* **EXERCISE INPUT**
-=-=-=-=-

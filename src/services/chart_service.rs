use std::f64::consts::PI;
use std::fmt::Display;
use std::io::Cursor;

use plotters::prelude::*;
use plotters::style::text_anchor::{HPos, Pos, VPos};
use tracing::{debug, warn};

use crate::errors::FactsheetError;
use crate::models::{ChartAsset, ChartOptions, PerformanceSeries, SectorAllocation};
use crate::services::fonts::{chart_fonts_available, CHART_FONT_FAMILY};

/// Same order as the default matplotlib cycle.
const PALETTE: [RGBColor; 10] = [
    RGBColor(31, 119, 180),
    RGBColor(255, 127, 14),
    RGBColor(44, 160, 44),
    RGBColor(214, 39, 40),
    RGBColor(148, 103, 189),
    RGBColor(140, 86, 75),
    RGBColor(227, 119, 194),
    RGBColor(127, 127, 127),
    RGBColor(188, 189, 34),
    RGBColor(23, 190, 207),
];

/// Share of the pie chart's width kept for the legend.
const LEGEND_SHARE: f64 = 0.35;

fn render_err<E: Display>(e: E) -> FactsheetError {
    FactsheetError::Render(format!("chart drawing failed: {}", e))
}

/// Pixel sizes are tuned for 100 dpi and scaled with the configured dpi.
fn scale(options: &ChartOptions, px: f64) -> f64 {
    px * options.dpi as f64 / 100.0
}

fn scale_px(options: &ChartOptions, px: f64) -> u32 {
    scale(options, px).round().max(1.0) as u32
}

/// Draws every series as a line with a marker per point. All series must
/// share the first series' month labels, in the same order.
pub fn render_performance_chart(
    series: &[PerformanceSeries],
    options: &ChartOptions,
) -> Result<ChartAsset, FactsheetError> {
    let first = series
        .first()
        .filter(|s| !s.is_empty())
        .ok_or_else(|| FactsheetError::Render("performance chart needs at least one data point".to_string()))?;
    let labels: Vec<String> = first.labels().into_iter().map(String::from).collect();

    if let Some(other) = series.iter().find(|s| s.labels() != first.labels()) {
        return Err(FactsheetError::Render(format!(
            "series '{}' does not use the same months as '{}'",
            other.name, first.name
        )));
    }

    let (y_min, y_max) = value_range(series)?;
    let (width, height) = options.pixel_size();
    let with_text = chart_fonts_available();
    let mut buffer = vec![0u8; width as usize * height as usize * 3];

    {
        let root = BitMapBackend::with_buffer(&mut buffer, (width, height)).into_drawing_area();
        root.fill(&WHITE).map_err(render_err)?;

        let n = labels.len() as f64;
        let mut builder = ChartBuilder::on(&root);
        builder.margin(scale_px(options, 16.0));
        if with_text {
            builder
                .caption(
                    "Performance Comparison",
                    (CHART_FONT_FAMILY, scale(options, 22.0)).into_font(),
                )
                .x_label_area_size(scale_px(options, 44.0))
                .y_label_area_size(scale_px(options, 60.0));
        }
        let mut chart = builder
            .build_cartesian_2d(-0.5f64..(n - 0.5), y_min..y_max)
            .map_err(render_err)?;

        if with_text {
            chart
                .configure_mesh()
                .x_labels(labels.len())
                .x_label_formatter(&|x| category_label(&labels, *x))
                .y_label_formatter(&|y| format!("{:.1}", y))
                .x_desc("Month")
                .y_desc("Performance (%)")
                .label_style((CHART_FONT_FAMILY, scale(options, 13.0)).into_font())
                .axis_desc_style((CHART_FONT_FAMILY, scale(options, 15.0)).into_font())
                .draw()
                .map_err(render_err)?;
        }

        if y_min < 0.0 && y_max > 0.0 {
            chart
                .draw_series(LineSeries::new(
                    vec![(-0.5, 0.0), (n - 0.5, 0.0)],
                    BLACK.mix(0.4).stroke_width(1),
                ))
                .map_err(render_err)?;
        }

        for (idx, s) in series.iter().enumerate() {
            let color = PALETTE[idx % PALETTE.len()];
            let points: Vec<(f64, f64)> = s
                .values()
                .into_iter()
                .enumerate()
                .map(|(i, v)| (i as f64, v))
                .collect();

            let line_width = scale_px(options, 2.0);
            let anno = chart
                .draw_series(LineSeries::new(points.clone(), color.stroke_width(line_width)))
                .map_err(render_err)?;
            if with_text {
                let legend_len = scale(options, 20.0) as i32;
                anno.label(s.name.clone()).legend(move |(x, y)| {
                    PathElement::new(vec![(x, y), (x + legend_len, y)], color.stroke_width(line_width))
                });
            }

            let marker = scale_px(options, 4.0);
            chart
                .draw_series(points.iter().map(|p| Circle::new(*p, marker, color.filled())))
                .map_err(render_err)?;
        }

        if with_text {
            chart
                .configure_series_labels()
                .position(SeriesLabelPosition::UpperLeft)
                .background_style(&WHITE.mix(0.85))
                .border_style(&BLACK)
                .label_font((CHART_FONT_FAMILY, scale(options, 13.0)).into_font())
                .draw()
                .map_err(render_err)?;
        }

        root.present().map_err(render_err)?;
    }

    debug!("Rendered performance chart {}x{} with {} series", width, height, series.len());
    encode_png(buffer, width, height)
}

/// Draws a pie with one slice per sector and percentage labels inside the
/// slices, next to a legend of sector names. Slice sizes are shares of the
/// uploaded total, which does not need to be 100.
pub fn render_sector_chart(
    allocation: &SectorAllocation,
    options: &ChartOptions,
) -> Result<ChartAsset, FactsheetError> {
    if allocation.is_empty() {
        return Err(FactsheetError::Render("sector chart needs at least one sector".to_string()));
    }
    if let Some((sector, value)) = allocation.sectors.iter().find(|(_, v)| *v < 0.0) {
        return Err(FactsheetError::Render(format!(
            "sector '{}' has a negative allocation ({})",
            sector, value
        )));
    }
    let total = allocation.total();
    if total <= 0.0 {
        return Err(FactsheetError::Render("sector allocations add up to zero".to_string()));
    }
    if (total - 100.0).abs() > 0.5 {
        warn!("Sector allocations add up to {:.2}%, showing them as uploaded", total);
    }

    let (width, height) = options.pixel_size();
    let with_text = chart_fonts_available();
    let mut buffer = vec![0u8; width as usize * height as usize * 3];

    {
        let root = BitMapBackend::with_buffer(&mut buffer, (width, height)).into_drawing_area();
        root.fill(&WHITE).map_err(render_err)?;

        let w = width as f64;
        let h = height as f64;
        let title_space = if with_text { scale(options, 40.0) } else { 0.0 };
        let pie_width = w * (1.0 - LEGEND_SHARE);
        let center = (pie_width / 2.0, title_space + (h - title_space) / 2.0);
        let radius = (pie_width.min(h - title_space) / 2.0) * 0.85;

        if with_text {
            let style = (CHART_FONT_FAMILY, scale(options, 22.0))
                .into_font()
                .color(&BLACK)
                .pos(Pos::new(HPos::Center, VPos::Center));
            root.draw(&Text::new(
                "Sector Allocation",
                ((w / 2.0) as i32, (title_space / 2.0) as i32),
                style,
            ))
            .map_err(render_err)?;
        }

        let mut start = -PI / 2.0;
        for (idx, (sector, value)) in allocation.sectors.iter().enumerate() {
            let share = value / total;
            let sweep = share * 2.0 * PI;
            let color = PALETTE[idx % PALETTE.len()];

            if sweep > 0.0 {
                let slice = slice_points(center, radius, start, sweep);
                root.draw(&Polygon::new(slice.clone(), color.filled()))
                    .map_err(render_err)?;
                let mut outline = slice;
                outline.push(outline[0]);
                root.draw(&PathElement::new(outline, WHITE.stroke_width(scale_px(options, 2.0))))
                    .map_err(render_err)?;
            }

            let (top_left, bottom_right) = legend_swatch(options, (width, height), title_space, idx);
            root.draw(&Rectangle::new([top_left, bottom_right], color.filled()))
                .map_err(render_err)?;

            if with_text {
                let mid = start + sweep / 2.0;
                let inner = polar(center, radius * 0.62, mid);
                let pct_style = (CHART_FONT_FAMILY, scale(options, 14.0))
                    .into_font()
                    .color(&WHITE)
                    .pos(Pos::new(HPos::Center, VPos::Center));
                root.draw(&Text::new(format!("{:.1}%", share * 100.0), inner, pct_style))
                    .map_err(render_err)?;

                let name_at = (
                    bottom_right.0 + scale_px(options, 6.0) as i32,
                    (top_left.1 + bottom_right.1) / 2,
                );
                let name_style = (CHART_FONT_FAMILY, scale(options, 13.0))
                    .into_font()
                    .color(&BLACK)
                    .pos(Pos::new(HPos::Left, VPos::Center));
                root.draw(&Text::new(sector.clone(), name_at, name_style))
                    .map_err(render_err)?;
            }

            start += sweep;
        }

        root.present().map_err(render_err)?;
    }

    debug!("Rendered sector chart {}x{} with {} sectors", width, height, allocation.sectors.len());
    encode_png(buffer, width, height)
}

/// Y axis bounds with 10% headroom on both sides. Fails when the padded
/// span does not fit in an `f64`.
fn value_range(series: &[PerformanceSeries]) -> Result<(f64, f64), FactsheetError> {
    let values: Vec<f64> = series.iter().flat_map(|s| s.values()).collect();
    let min = values.iter().cloned().fold(f64::INFINITY, f64::min);
    let max = values.iter().cloned().fold(f64::NEG_INFINITY, f64::max);

    // Halved first so extreme values cannot overflow the subtraction.
    let half_span = max / 2.0 - min / 2.0;
    let pad = if half_span < f64::EPSILON {
        max.abs().max(10.0) * 0.1
    } else {
        half_span * 0.2
    };
    let (low, high) = (min - pad, max + pad);

    let span = high - low;
    if !span.is_finite() || span <= 0.0 {
        return Err(FactsheetError::Render(format!(
            "performance values from {:e} to {:e} are too far apart to chart",
            min, max
        )));
    }
    Ok((low, high))
}

/// Month label for an x position; blank between categories.
fn category_label(labels: &[String], x: f64) -> String {
    let idx = x.round();
    if (x - idx).abs() > 1e-6 || idx < 0.0 {
        return String::new();
    }
    labels.get(idx as usize).cloned().unwrap_or_default()
}

fn polar(center: (f64, f64), radius: f64, angle: f64) -> (i32, i32) {
    (
        (center.0 + radius * angle.cos()).round() as i32,
        (center.1 + radius * angle.sin()).round() as i32,
    )
}

fn slice_points(center: (f64, f64), radius: f64, start: f64, sweep: f64) -> Vec<(i32, i32)> {
    let steps = ((sweep.to_degrees()).ceil() as usize).max(2);
    let mut points = Vec::with_capacity(steps + 2);
    points.push((center.0.round() as i32, center.1.round() as i32));
    for step in 0..=steps {
        let angle = start + sweep * step as f64 / steps as f64;
        points.push(polar(center, radius, angle));
    }
    points
}

/// Corners of the colour square for legend row `idx`.
fn legend_swatch(
    options: &ChartOptions,
    (width, height): (u32, u32),
    title_space: f64,
    idx: usize,
) -> ((i32, i32), (i32, i32)) {
    let size = scale(options, 14.0);
    let row = scale(options, 24.0);
    let left = width as f64 * (1.0 - LEGEND_SHARE) + scale(options, 8.0);
    let top = title_space + (height as f64 - title_space) * 0.15 + row * idx as f64;
    (
        (left.round() as i32, top.round() as i32),
        ((left + size).round() as i32, (top + size).round() as i32),
    )
}

fn encode_png(buffer: Vec<u8>, width: u32, height: u32) -> Result<ChartAsset, FactsheetError> {
    let image = image::RgbImage::from_raw(width, height, buffer)
        .ok_or_else(|| FactsheetError::Render("chart buffer does not match its size".to_string()))?;

    let mut png = Vec::new();
    image
        .write_to(&mut Cursor::new(&mut png), image::ImageFormat::Png)
        .map_err(|e| FactsheetError::Render(format!("could not encode chart as PNG: {}", e)))?;

    Ok(ChartAsset { png, width, height })
}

-=-=-=-=-

* **TASK DIRECTIONS**
From the preceding records, count the lines where "PathElement" occurs and reply with the number only.

* **TASK SOLUTION**
2